(Source material):
-=-=-=-=-
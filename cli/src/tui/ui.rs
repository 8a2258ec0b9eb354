use ratatui::{
    layout::{Alignment, Constraint, Direction, Layout, Rect},
    style::{Color, Modifier, Style},
    text::{Line, Span},
    widgets::{Bar, BarChart, BarGroup, Block, BorderType, Borders, Gauge, Paragraph, Row, Table},
    Frame,
};
use studytime_core::format_hours;
use unicode_width::UnicodeWidthStr;

use crate::tui::app::{App, InputMode};

pub fn draw(f: &mut Frame, app: &mut App) {
    let size = f.area();

    let main_chunks = Layout::default()
        .direction(Direction::Vertical)
        .margin(0)
        .constraints([
            Constraint::Length(3), // Header
            Constraint::Length(3), // Progress
            Constraint::Min(8),    // Content
            Constraint::Length(3), // Input
            Constraint::Length(1), // Footer/Help
        ])
        .split(size);

    draw_header(f, app, main_chunks[0]);
    draw_progress(f, app, main_chunks[1]);

    let content_chunks = Layout::default()
        .direction(Direction::Horizontal)
        .constraints([
            Constraint::Percentage(50),
            Constraint::Percentage(50),
        ])
        .split(main_chunks[2]);

    draw_record_list(f, app, content_chunks[0]);
    draw_weekly_chart(f, app, content_chunks[1]);
    draw_input(f, app, main_chunks[3]);

    let footer_text = match &app.message {
        Some(msg) => msg.clone(),
        None => match app.input_mode {
            InputMode::Normal => {
                "a: Add | g: Goal | d: Delete | j/k: Navigate | q: Quit".to_string()
            }
            _ => "Enter: Submit | Esc: Cancel".to_string(),
        },
    };
    let footer = Paragraph::new(footer_text)
        .style(Style::default().fg(Color::DarkGray))
        .alignment(Alignment::Center);
    f.render_widget(footer, main_chunks[4]);
}

fn draw_header(f: &mut Frame, app: &App, area: Rect) {
    let goal = app
        .dashboard
        .goal_text()
        .unwrap_or_else(|| "No goal set".to_string());
    let header = Paragraph::new(Line::from(vec![
        Span::styled("STUDYTIME", Style::default().fg(Color::Cyan).add_modifier(Modifier::BOLD)),
        Span::raw("  "),
        Span::styled(goal, Style::default().fg(Color::White)),
    ]))
    .alignment(Alignment::Center)
    .block(Block::default().borders(Borders::ALL).border_type(BorderType::Rounded));
    f.render_widget(header, area);
}

fn draw_progress(f: &mut Frame, app: &App, area: Rect) {
    let progress = &app.dashboard.progress;
    let color = if progress.percent >= 100.0 { Color::Green } else { Color::Cyan };
    let gauge = Gauge::default()
        .block(rounded_block(" This Week "))
        .gauge_style(Style::default().fg(color))
        .ratio((progress.percent / 100.0).clamp(0.0, 1.0))
        .label(progress.text.clone());
    f.render_widget(gauge, area);
}

fn draw_record_list(f: &mut Frame, app: &mut App, area: Rect) {
    let rows: Vec<Row> = app.dashboard.records.iter().map(|r| {
        Row::new(vec![
            Span::styled(r.position.to_string(), Style::default().fg(Color::DarkGray)),
            Span::raw(r.date.format("%Y-%m-%d").to_string()),
            Span::styled(format_hours(r.hours), Style::default().fg(Color::Green)),
            Span::styled(r.subject.clone(), Style::default().add_modifier(Modifier::BOLD)),
        ])
    }).collect();

    let table = Table::new(
        rows,
        [
            Constraint::Length(4),  // Position
            Constraint::Length(11), // Date
            Constraint::Length(6),  // Hours
            Constraint::Min(10),    // Subject
        ]
    )
    .header(
        Row::new(vec!["#", "Date", "Hours", "Subject"]).style(Style::default().fg(Color::Yellow)),
    )
    .block(rounded_block(" Sessions "))
    .row_highlight_style(Style::default().bg(Color::DarkGray).add_modifier(Modifier::BOLD))
    .highlight_symbol(">> ");

    f.render_stateful_widget(table, area, &mut app.state);
}

fn draw_weekly_chart(f: &mut Frame, app: &App, area: Rect) {
    let block = Block::default()
        .borders(Borders::ALL)
        .border_type(BorderType::Rounded)
        .title(" Hours per Week ");

    if app.chart.bars.is_empty() {
        let empty = Paragraph::new("No sessions yet")
            .alignment(Alignment::Center)
            .style(Style::default().fg(Color::DarkGray))
            .block(block);
        f.render_widget(empty, area);
        return;
    }

    let bar_items: Vec<Bar> = app.chart.bars.iter().map(|(label, value)| {
        Bar::default()
            .label(label.as_str())
            .value(*value)
            .style(Style::default().fg(Color::Cyan))
            .text_value(format!("{:.1}", *value as f64 / 10.0))
    }).collect();

    let chart = BarChart::default()
        .block(block)
        .bar_width(5)
        .bar_gap(1)
        .data(BarGroup::default().bars(&bar_items))
        .max(app.chart.max);

    f.render_widget(chart, area);
}

fn draw_input(f: &mut Frame, app: &App, area: Rect) {
    let title = match app.input_mode {
        InputMode::Normal => " Input ",
        InputMode::AddingRecord => " New session: subject hours:1.5 [date:yesterday] ",
        InputMode::SettingGoal => " Goal: text hours:10 ",
    };
    let style = match app.input_mode {
        InputMode::Normal => Style::default().fg(Color::DarkGray),
        _ => Style::default().fg(Color::Yellow),
    };
    let input = Paragraph::new(app.input.as_str())
        .style(style)
        .block(rounded_block(title));
    f.render_widget(input, area);

    if !matches!(app.input_mode, InputMode::Normal) {
        let offset = app.input_before_cursor().width() as u16;
        f.set_cursor_position((area.x + 1 + offset, area.y + 1));
    }
}

fn rounded_block(title: &str) -> Block<'_> {
    Block::default()
        .title(title)
        .borders(Borders::ALL)
        .border_type(BorderType::Rounded)
}
pub mod dto;
pub mod progress;
pub mod study_service;
pub mod weekly;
-=-=-=-=-
(What you will do): Word for word, copy out the data.

(Solution below):
filename cli/src/tui/ui.rs
repository 8a2258ec0b9eb354
use ratatui::{
    layout::{Alignment, Constraint, Direction, Layout, Rect},
    style::{Color, Modifier, Style},
    text::{Line, Span},
    widgets::{Bar, BarChart, BarGroup, Block, BorderType, Borders, Gauge, Paragraph, Row, Table},
    Frame,
};
use studytime_core::format_hours;
use unicode_width::UnicodeWidthStr;

use crate::tui::app::{App, InputMode};

pub fn draw(f: &mut Frame, app: &mut App) {
    let size = f.area();

    let main_chunks = Layout::default()
        .direction(Direction::Vertical)
        .margin(0)
        .constraints([
            Constraint::Length(3), // Header
            Constraint::Length(3), // Progress
            Constraint::Min(8),    // Content
            Constraint::Length(3), // Input
            Constraint::Length(1), // Footer/Help
        ])
        .split(size);

    draw_header(f, app, main_chunks[0]);
    draw_progress(f, app, main_chunks[1]);

    let content_chunks = Layout::default()
        .direction(Direction::Horizontal)
        .constraints([
            Constraint::Percentage(50),
            Constraint::Percentage(50),
        ])
        .split(main_chunks[2]);

    draw_record_list(f, app, content_chunks[0]);
    draw_weekly_chart(f, app, content_chunks[1]);
    draw_input(f, app, main_chunks[3]);

    let footer_text = match &app.message {
        Some(msg) => msg.clone(),
        None => match app.input_mode {
            InputMode::Normal => {
                "a: Add | g: Goal | d: Delete | j/k: Navigate | q: Quit".to_string()
            }
            _ => "Enter: Submit | Esc: Cancel".to_string(),
        },
    };
    let footer = Paragraph::new(footer_text)
        .style(Style::default().fg(Color::DarkGray))
        .alignment(Alignment::Center);
    f.render_widget(footer, main_chunks[4]);
}

fn draw_header(f: &mut Frame, app: &App, area: Rect) {
    let goal = app
        .dashboard
        .goal_text()
        .unwrap_or_else(|| "No goal set".to_string());
    let header = Paragraph::new(Line::from(vec![
        Span::styled("STUDYTIME", Style::default().fg(Color::Cyan).add_modifier(Modifier::BOLD)),
        Span::raw("  "),
        Span::styled(goal, Style::default().fg(Color::White)),
    ]))
    .alignment(Alignment::Center)
    .block(Block::default().borders(Borders::ALL).border_type(BorderType::Rounded));
    f.render_widget(header, area);
}

fn draw_progress(f: &mut Frame, app: &App, area: Rect) {
    let progress = &app.dashboard.progress;
    let color = if progress.percent >= 100.0 { Color::Green } else { Color::Cyan };
    let gauge = Gauge::default()
        .block(rounded_block(" This Week "))
        .gauge_style(Style::default().fg(color))
        .ratio((progress.percent / 100.0).clamp(0.0, 1.0))
        .label(progress.text.clone());
    f.render_widget(gauge, area);
}

fn draw_record_list(f: &mut Frame, app: &mut App, area: Rect) {
    let rows: Vec<Row> = app.dashboard.records.iter().map(|r| {
        Row::new(vec![
            Span::styled(r.position.to_string(), Style::default().fg(Color::DarkGray)),
            Span::raw(r.date.format("%Y-%m-%d").to_string()),
            Span::styled(format_hours(r.hours), Style::default().fg(Color::Green)),
            Span::styled(r.subject.clone(), Style::default().add_modifier(Modifier::BOLD)),
        ])
    }).collect();

    let table = Table::new(
        rows,
        [
            Constraint::Length(4),  // Position
            Constraint::Length(11), // Date
            Constraint::Length(6),  // Hours
            Constraint::Min(10),    // Subject
        ]
    )
    .header(
        Row::new(vec!["#", "Date", "Hours", "Subject"]).style(Style::default().fg(Color::Yellow)),
    )
    .block(rounded_block(" Sessions "))
    .row_highlight_style(Style::default().bg(Color::DarkGray).add_modifier(Modifier::BOLD))
    .highlight_symbol(">> ");

    f.render_stateful_widget(table, area, &mut app.state);
}

fn draw_weekly_chart(f: &mut Frame, app: &App, area: Rect) {
    let block = Block::default()
        .borders(Borders::ALL)
        .border_type(BorderType::Rounded)
        .title(" Hours per Week ");

    if app.chart.bars.is_empty() {
        let empty = Paragraph::new("No sessions yet")
            .alignment(Alignment::Center)
            .style(Style::default().fg(Color::DarkGray))
            .block(block);
        f.render_widget(empty, area);
        return;
    }

    let bar_items: Vec<Bar> = app.chart.bars.iter().map(|(label, value)| {
        Bar::default()
            .label(label.as_str())
            .value(*value)
            .style(Style::default().fg(Color::Cyan))
            .text_value(format!("{:.1}", *value as f64 / 10.0))
    }).collect();

    let chart = BarChart::default()
        .block(block)
        .bar_width(5)
        .bar_gap(1)
        .data(BarGroup::default().bars(&bar_items))
        .max(app.chart.max);

    f.render_widget(chart, area);
}

fn draw_input(f: &mut Frame, app: &App, area: Rect) {
    let title = match app.input_mode {
        InputMode::Normal => " Input ",
        InputMode::AddingRecord => " New session: subject hours:1.5 [date:yesterday] ",
        InputMode::SettingGoal => " Goal: text hours:10 ",
    };
    let style = match app.input_mode {
        InputMode::Normal => Style::default().fg(Color::DarkGray),
        _ => Style::default().fg(Color::Yellow),
    };
    let input = Paragraph::new(app.input.as_str())
        .style(style)
        .block(rounded_block(title));
    f.render_widget(input, area);

    if !matches!(app.input_mode, InputMode::Normal) {
        let offset = app.input_before_cursor().width() as u16;
        f.set_cursor_position((area.x + 1 + offset, area.y + 1));
    }
}

fn rounded_block(title: &str) -> Block<'_> {
    Block::default()
        .title(title)
        .borders(Borders::ALL)
        .border_type(BorderType::Rounded)
}
pub mod dto;
pub mod progress;
pub mod study_service;
pub mod weekly;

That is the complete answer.